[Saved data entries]
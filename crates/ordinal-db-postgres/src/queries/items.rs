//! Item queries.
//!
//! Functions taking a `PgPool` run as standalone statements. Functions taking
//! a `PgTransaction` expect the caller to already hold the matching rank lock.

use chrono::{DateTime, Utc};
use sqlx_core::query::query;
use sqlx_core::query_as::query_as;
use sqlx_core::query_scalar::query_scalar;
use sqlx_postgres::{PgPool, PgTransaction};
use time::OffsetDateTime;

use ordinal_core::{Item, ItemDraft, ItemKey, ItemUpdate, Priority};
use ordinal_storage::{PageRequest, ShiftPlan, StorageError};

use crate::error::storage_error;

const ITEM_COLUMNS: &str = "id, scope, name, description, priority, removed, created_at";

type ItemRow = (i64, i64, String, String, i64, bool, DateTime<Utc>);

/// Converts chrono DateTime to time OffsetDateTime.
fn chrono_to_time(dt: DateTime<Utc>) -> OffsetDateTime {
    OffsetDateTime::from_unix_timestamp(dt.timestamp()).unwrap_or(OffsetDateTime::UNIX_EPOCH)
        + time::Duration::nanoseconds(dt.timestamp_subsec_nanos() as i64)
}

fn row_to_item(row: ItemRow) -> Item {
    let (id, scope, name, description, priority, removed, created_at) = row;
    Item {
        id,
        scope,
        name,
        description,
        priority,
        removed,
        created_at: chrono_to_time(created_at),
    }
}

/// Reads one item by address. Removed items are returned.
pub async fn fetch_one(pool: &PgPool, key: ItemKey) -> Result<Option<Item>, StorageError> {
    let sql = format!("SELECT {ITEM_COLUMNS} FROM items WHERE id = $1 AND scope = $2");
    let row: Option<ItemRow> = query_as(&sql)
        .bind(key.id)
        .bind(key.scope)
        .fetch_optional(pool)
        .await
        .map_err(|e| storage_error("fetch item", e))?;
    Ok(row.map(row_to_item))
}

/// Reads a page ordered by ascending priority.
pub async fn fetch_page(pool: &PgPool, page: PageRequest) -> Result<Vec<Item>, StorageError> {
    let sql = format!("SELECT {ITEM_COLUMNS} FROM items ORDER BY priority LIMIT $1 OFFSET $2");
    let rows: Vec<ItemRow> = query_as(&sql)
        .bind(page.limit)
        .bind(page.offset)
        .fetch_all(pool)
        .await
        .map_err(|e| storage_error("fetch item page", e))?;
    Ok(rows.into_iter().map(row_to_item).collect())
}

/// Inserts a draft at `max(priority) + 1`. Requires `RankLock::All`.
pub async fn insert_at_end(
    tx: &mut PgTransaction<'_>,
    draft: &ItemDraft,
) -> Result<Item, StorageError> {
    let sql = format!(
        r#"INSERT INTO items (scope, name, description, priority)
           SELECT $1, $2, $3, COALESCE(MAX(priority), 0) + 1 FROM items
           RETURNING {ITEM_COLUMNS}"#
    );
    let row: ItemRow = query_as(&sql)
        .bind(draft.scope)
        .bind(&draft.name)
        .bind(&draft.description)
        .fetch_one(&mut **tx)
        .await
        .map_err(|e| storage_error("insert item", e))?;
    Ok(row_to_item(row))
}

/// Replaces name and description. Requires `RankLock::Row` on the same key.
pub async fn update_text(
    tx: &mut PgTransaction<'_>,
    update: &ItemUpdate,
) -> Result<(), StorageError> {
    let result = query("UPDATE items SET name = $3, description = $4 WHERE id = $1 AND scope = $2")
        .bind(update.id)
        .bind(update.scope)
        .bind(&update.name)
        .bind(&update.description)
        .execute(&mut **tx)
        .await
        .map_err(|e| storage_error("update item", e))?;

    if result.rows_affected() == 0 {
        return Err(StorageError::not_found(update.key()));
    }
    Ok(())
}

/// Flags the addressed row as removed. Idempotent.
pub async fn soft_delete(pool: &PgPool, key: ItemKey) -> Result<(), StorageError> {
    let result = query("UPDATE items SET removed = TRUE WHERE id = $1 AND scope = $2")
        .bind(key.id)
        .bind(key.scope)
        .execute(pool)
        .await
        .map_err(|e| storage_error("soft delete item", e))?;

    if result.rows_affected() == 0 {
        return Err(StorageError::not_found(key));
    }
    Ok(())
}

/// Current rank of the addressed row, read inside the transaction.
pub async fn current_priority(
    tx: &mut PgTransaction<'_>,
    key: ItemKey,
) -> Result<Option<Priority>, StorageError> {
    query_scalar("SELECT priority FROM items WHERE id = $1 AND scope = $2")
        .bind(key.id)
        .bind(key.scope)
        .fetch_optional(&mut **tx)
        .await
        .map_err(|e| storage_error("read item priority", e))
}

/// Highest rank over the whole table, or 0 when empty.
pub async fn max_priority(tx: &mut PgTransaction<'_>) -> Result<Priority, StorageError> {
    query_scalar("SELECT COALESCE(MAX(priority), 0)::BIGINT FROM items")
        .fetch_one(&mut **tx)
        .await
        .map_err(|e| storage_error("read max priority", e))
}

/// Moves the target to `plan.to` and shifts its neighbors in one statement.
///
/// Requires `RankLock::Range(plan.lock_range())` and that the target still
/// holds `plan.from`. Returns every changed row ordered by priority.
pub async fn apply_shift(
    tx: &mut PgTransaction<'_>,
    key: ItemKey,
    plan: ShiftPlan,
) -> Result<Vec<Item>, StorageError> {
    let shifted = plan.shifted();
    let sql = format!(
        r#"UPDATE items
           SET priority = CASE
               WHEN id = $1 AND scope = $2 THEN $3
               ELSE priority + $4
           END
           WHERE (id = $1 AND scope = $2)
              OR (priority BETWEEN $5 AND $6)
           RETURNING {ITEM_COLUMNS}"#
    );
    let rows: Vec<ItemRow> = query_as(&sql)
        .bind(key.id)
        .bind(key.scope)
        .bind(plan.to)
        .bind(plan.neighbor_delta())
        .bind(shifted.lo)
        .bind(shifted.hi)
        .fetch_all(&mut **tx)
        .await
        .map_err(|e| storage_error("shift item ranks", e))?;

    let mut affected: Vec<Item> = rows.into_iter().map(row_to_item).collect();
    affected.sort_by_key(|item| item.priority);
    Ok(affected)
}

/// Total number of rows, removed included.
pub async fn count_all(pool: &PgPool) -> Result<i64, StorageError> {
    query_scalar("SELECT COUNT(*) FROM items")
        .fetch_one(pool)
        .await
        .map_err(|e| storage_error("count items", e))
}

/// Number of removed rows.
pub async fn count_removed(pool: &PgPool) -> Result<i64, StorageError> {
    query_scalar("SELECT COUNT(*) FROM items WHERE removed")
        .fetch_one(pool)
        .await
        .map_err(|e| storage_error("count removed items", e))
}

■ What to do
Please repeat each entry exactly as written.

■ Your solution
filename crates/ordinal-db-postgres/src/queries/items.rs
//! Item queries.
//!
//! Functions taking a `PgPool` run as standalone statements. Functions taking
//! a `PgTransaction` expect the caller to already hold the matching rank lock.

use chrono::{DateTime, Utc};
use sqlx_core::query::query;
use sqlx_core::query_as::query_as;
use sqlx_core::query_scalar::query_scalar;
use sqlx_postgres::{PgPool, PgTransaction};
use time::OffsetDateTime;

use ordinal_core::{Item, ItemDraft, ItemKey, ItemUpdate, Priority};
use ordinal_storage::{PageRequest, ShiftPlan, StorageError};

use crate::error::storage_error;

const ITEM_COLUMNS: &str = "id, scope, name, description, priority, removed, created_at";

type ItemRow = (i64, i64, String, String, i64, bool, DateTime<Utc>);

/// Converts chrono DateTime to time OffsetDateTime.
fn chrono_to_time(dt: DateTime<Utc>) -> OffsetDateTime {
    OffsetDateTime::from_unix_timestamp(dt.timestamp()).unwrap_or(OffsetDateTime::UNIX_EPOCH)
        + time::Duration::nanoseconds(dt.timestamp_subsec_nanos() as i64)
}

fn row_to_item(row: ItemRow) -> Item {
    let (id, scope, name, description, priority, removed, created_at) = row;
    Item {
        id,
        scope,
        name,
        description,
        priority,
        removed,
        created_at: chrono_to_time(created_at),
    }
}

/// Reads one item by address. Removed items are returned.
pub async fn fetch_one(pool: &PgPool, key: ItemKey) -> Result<Option<Item>, StorageError> {
    let sql = format!("SELECT {ITEM_COLUMNS} FROM items WHERE id = $1 AND scope = $2");
    let row: Option<ItemRow> = query_as(&sql)
        .bind(key.id)
        .bind(key.scope)
        .fetch_optional(pool)
        .await
        .map_err(|e| storage_error("fetch item", e))?;
    Ok(row.map(row_to_item))
}

/// Reads a page ordered by ascending priority.
pub async fn fetch_page(pool: &PgPool, page: PageRequest) -> Result<Vec<Item>, StorageError> {
    let sql = format!("SELECT {ITEM_COLUMNS} FROM items ORDER BY priority LIMIT $1 OFFSET $2");
    let rows: Vec<ItemRow> = query_as(&sql)
        .bind(page.limit)
        .bind(page.offset)
        .fetch_all(pool)
        .await
        .map_err(|e| storage_error("fetch item page", e))?;
    Ok(rows.into_iter().map(row_to_item).collect())
}

/// Inserts a draft at `max(priority) + 1`. Requires `RankLock::All`.
pub async fn insert_at_end(
    tx: &mut PgTransaction<'_>,
    draft: &ItemDraft,
) -> Result<Item, StorageError> {
    let sql = format!(
        r#"INSERT INTO items (scope, name, description, priority)
           SELECT $1, $2, $3, COALESCE(MAX(priority), 0) + 1 FROM items
           RETURNING {ITEM_COLUMNS}"#
    );
    let row: ItemRow = query_as(&sql)
        .bind(draft.scope)
        .bind(&draft.name)
        .bind(&draft.description)
        .fetch_one(&mut **tx)
        .await
        .map_err(|e| storage_error("insert item", e))?;
    Ok(row_to_item(row))
}

/// Replaces name and description. Requires `RankLock::Row` on the same key.
pub async fn update_text(
    tx: &mut PgTransaction<'_>,
    update: &ItemUpdate,
) -> Result<(), StorageError> {
    let result = query("UPDATE items SET name = $3, description = $4 WHERE id = $1 AND scope = $2")
        .bind(update.id)
        .bind(update.scope)
        .bind(&update.name)
        .bind(&update.description)
        .execute(&mut **tx)
        .await
        .map_err(|e| storage_error("update item", e))?;

    if result.rows_affected() == 0 {
        return Err(StorageError::not_found(update.key()));
    }
    Ok(())
}

/// Flags the addressed row as removed. Idempotent.
pub async fn soft_delete(pool: &PgPool, key: ItemKey) -> Result<(), StorageError> {
    let result = query("UPDATE items SET removed = TRUE WHERE id = $1 AND scope = $2")
        .bind(key.id)
        .bind(key.scope)
        .execute(pool)
        .await
        .map_err(|e| storage_error("soft delete item", e))?;

    if result.rows_affected() == 0 {
        return Err(StorageError::not_found(key));
    }
    Ok(())
}

/// Current rank of the addressed row, read inside the transaction.
pub async fn current_priority(
    tx: &mut PgTransaction<'_>,
    key: ItemKey,
) -> Result<Option<Priority>, StorageError> {
    query_scalar("SELECT priority FROM items WHERE id = $1 AND scope = $2")
        .bind(key.id)
        .bind(key.scope)
        .fetch_optional(&mut **tx)
        .await
        .map_err(|e| storage_error("read item priority", e))
}

/// Highest rank over the whole table, or 0 when empty.
pub async fn max_priority(tx: &mut PgTransaction<'_>) -> Result<Priority, StorageError> {
    query_scalar("SELECT COALESCE(MAX(priority), 0)::BIGINT FROM items")
        .fetch_one(&mut **tx)
        .await
        .map_err(|e| storage_error("read max priority", e))
}

/// Moves the target to `plan.to` and shifts its neighbors in one statement.
///
/// Requires `RankLock::Range(plan.lock_range())` and that the target still
/// holds `plan.from`. Returns every changed row ordered by priority.
pub async fn apply_shift(
    tx: &mut PgTransaction<'_>,
    key: ItemKey,
    plan: ShiftPlan,
) -> Result<Vec<Item>, StorageError> {
    let shifted = plan.shifted();
    let sql = format!(
        r#"UPDATE items
           SET priority = CASE
               WHEN id = $1 AND scope = $2 THEN $3
               ELSE priority + $4
           END
           WHERE (id = $1 AND scope = $2)
              OR (priority BETWEEN $5 AND $6)
           RETURNING {ITEM_COLUMNS}"#
    );
    let rows: Vec<ItemRow> = query_as(&sql)
        .bind(key.id)
        .bind(key.scope)
        .bind(plan.to)
        .bind(plan.neighbor_delta())
        .bind(shifted.lo)
        .bind(shifted.hi)
        .fetch_all(&mut **tx)
        .await
        .map_err(|e| storage_error("shift item ranks", e))?;

    let mut affected: Vec<Item> = rows.into_iter().map(row_to_item).collect();
    affected.sort_by_key(|item| item.priority);
    Ok(affected)
}

/// Total number of rows, removed included.
pub async fn count_all(pool: &PgPool) -> Result<i64, StorageError> {
    query_scalar("SELECT COUNT(*) FROM items")
        .fetch_one(pool)
        .await
        .map_err(|e| storage_error("count items", e))
}

/// Number of removed rows.
pub async fn count_removed(pool: &PgPool) -> Result<i64, StorageError> {
    query_scalar("SELECT COUNT(*) FROM items WHERE removed")
        .fetch_one(pool)
        .await
        .map_err(|e| storage_error("count removed items", e))
}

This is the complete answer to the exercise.